> **DATA EXTRACTS**:

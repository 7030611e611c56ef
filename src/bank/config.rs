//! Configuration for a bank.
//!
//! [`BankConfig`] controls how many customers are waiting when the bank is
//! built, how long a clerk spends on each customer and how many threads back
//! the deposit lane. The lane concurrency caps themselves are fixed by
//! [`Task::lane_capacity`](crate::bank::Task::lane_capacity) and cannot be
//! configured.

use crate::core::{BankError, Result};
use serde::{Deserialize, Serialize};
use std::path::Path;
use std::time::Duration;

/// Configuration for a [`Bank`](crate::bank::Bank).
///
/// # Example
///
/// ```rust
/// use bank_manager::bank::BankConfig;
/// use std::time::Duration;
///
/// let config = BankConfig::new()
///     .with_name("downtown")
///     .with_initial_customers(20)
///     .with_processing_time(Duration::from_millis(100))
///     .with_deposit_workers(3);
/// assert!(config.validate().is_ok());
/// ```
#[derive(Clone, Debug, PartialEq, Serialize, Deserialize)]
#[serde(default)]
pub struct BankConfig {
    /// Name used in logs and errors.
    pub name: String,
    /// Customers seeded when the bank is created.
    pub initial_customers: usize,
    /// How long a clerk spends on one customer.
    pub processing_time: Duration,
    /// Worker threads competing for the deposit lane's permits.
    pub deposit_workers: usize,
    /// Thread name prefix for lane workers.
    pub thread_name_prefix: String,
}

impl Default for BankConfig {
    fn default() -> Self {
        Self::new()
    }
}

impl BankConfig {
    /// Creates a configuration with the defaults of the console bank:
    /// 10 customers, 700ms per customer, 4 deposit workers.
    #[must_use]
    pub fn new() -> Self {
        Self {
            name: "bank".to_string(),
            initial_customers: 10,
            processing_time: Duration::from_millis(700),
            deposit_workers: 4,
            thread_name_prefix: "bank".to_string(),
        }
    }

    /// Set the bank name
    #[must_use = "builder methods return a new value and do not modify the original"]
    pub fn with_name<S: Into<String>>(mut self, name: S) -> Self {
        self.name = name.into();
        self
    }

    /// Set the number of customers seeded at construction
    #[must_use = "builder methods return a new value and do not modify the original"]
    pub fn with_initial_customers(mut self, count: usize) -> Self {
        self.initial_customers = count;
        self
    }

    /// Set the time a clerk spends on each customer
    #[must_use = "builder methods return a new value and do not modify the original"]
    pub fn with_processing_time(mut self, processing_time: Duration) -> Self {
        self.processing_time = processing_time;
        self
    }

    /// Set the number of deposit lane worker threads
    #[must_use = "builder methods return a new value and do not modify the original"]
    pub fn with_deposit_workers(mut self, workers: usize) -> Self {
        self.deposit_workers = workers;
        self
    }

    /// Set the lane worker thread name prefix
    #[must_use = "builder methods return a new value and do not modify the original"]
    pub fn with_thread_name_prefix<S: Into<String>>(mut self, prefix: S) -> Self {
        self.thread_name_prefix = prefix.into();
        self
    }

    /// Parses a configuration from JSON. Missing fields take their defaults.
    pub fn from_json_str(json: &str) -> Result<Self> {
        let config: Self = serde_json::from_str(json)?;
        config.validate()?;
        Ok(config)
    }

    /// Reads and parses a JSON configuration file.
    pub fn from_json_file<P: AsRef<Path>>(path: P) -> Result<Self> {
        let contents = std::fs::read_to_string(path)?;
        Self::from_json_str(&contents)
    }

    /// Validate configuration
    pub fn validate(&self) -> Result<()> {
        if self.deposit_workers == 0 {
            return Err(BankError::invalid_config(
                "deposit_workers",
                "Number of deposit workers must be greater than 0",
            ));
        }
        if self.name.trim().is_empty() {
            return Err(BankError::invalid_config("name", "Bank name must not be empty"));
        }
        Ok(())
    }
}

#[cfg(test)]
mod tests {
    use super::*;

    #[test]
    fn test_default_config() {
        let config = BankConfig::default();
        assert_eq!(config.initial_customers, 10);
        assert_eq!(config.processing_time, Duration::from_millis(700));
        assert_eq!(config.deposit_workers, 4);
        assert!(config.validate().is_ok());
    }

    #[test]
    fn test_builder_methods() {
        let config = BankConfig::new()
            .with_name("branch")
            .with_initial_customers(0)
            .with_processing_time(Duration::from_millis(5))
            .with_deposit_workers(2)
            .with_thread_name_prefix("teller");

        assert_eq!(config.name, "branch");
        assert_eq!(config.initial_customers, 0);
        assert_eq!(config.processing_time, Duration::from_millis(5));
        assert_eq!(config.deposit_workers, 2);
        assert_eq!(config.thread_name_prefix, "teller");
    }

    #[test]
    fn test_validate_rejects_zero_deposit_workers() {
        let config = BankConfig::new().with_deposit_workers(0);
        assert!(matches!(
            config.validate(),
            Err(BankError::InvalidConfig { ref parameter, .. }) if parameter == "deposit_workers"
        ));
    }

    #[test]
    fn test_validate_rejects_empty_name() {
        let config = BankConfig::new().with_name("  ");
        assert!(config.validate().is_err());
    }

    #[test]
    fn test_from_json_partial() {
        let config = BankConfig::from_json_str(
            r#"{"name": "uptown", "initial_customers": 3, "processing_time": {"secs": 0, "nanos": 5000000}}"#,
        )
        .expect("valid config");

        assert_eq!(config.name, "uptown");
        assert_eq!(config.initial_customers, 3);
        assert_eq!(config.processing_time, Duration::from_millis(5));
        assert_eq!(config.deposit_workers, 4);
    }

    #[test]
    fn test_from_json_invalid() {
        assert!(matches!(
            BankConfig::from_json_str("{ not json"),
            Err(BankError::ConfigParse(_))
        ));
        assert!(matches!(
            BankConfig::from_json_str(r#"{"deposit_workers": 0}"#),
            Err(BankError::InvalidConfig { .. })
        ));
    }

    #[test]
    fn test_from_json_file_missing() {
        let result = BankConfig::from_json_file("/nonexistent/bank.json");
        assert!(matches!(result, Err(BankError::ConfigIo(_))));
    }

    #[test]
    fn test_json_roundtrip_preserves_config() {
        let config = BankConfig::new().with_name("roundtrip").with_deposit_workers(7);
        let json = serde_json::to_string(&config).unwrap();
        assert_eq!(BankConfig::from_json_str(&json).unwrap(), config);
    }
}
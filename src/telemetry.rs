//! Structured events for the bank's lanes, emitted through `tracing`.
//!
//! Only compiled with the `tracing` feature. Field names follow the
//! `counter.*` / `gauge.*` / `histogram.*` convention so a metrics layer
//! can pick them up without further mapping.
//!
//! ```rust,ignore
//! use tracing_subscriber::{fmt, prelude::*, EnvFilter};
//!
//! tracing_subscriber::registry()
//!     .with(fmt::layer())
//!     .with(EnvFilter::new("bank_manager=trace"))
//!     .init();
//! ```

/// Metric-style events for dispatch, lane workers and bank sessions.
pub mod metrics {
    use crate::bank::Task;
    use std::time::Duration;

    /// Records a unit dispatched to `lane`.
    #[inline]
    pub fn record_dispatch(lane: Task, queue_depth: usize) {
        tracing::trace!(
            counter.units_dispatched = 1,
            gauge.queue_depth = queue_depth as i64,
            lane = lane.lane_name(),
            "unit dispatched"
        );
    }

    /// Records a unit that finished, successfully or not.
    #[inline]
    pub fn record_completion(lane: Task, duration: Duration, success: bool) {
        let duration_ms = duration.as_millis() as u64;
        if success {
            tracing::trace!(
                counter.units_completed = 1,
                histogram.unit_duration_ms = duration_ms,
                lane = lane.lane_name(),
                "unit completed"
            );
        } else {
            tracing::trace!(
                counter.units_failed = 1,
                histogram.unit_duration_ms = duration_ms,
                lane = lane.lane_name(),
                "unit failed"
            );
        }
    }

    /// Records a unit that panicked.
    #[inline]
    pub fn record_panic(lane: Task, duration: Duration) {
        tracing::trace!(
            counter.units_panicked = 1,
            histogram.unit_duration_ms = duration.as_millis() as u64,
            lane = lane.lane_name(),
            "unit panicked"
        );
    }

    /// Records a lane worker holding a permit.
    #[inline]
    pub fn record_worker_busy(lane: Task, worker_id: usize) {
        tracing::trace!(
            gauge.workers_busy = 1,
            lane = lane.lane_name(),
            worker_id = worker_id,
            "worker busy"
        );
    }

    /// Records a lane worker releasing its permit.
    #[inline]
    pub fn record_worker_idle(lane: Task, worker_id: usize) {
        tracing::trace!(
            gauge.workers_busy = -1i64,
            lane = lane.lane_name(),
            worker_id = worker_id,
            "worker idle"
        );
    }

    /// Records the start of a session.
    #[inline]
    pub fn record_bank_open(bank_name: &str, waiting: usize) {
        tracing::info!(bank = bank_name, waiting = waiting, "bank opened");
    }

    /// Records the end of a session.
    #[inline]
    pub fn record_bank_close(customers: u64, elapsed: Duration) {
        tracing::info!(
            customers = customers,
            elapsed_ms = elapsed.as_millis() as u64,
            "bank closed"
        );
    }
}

> **ASSIGNMENT**:
Reading the records above, count the lines that include "histogram" and say only how many.

> **EXERCISE RESPONSE**:
4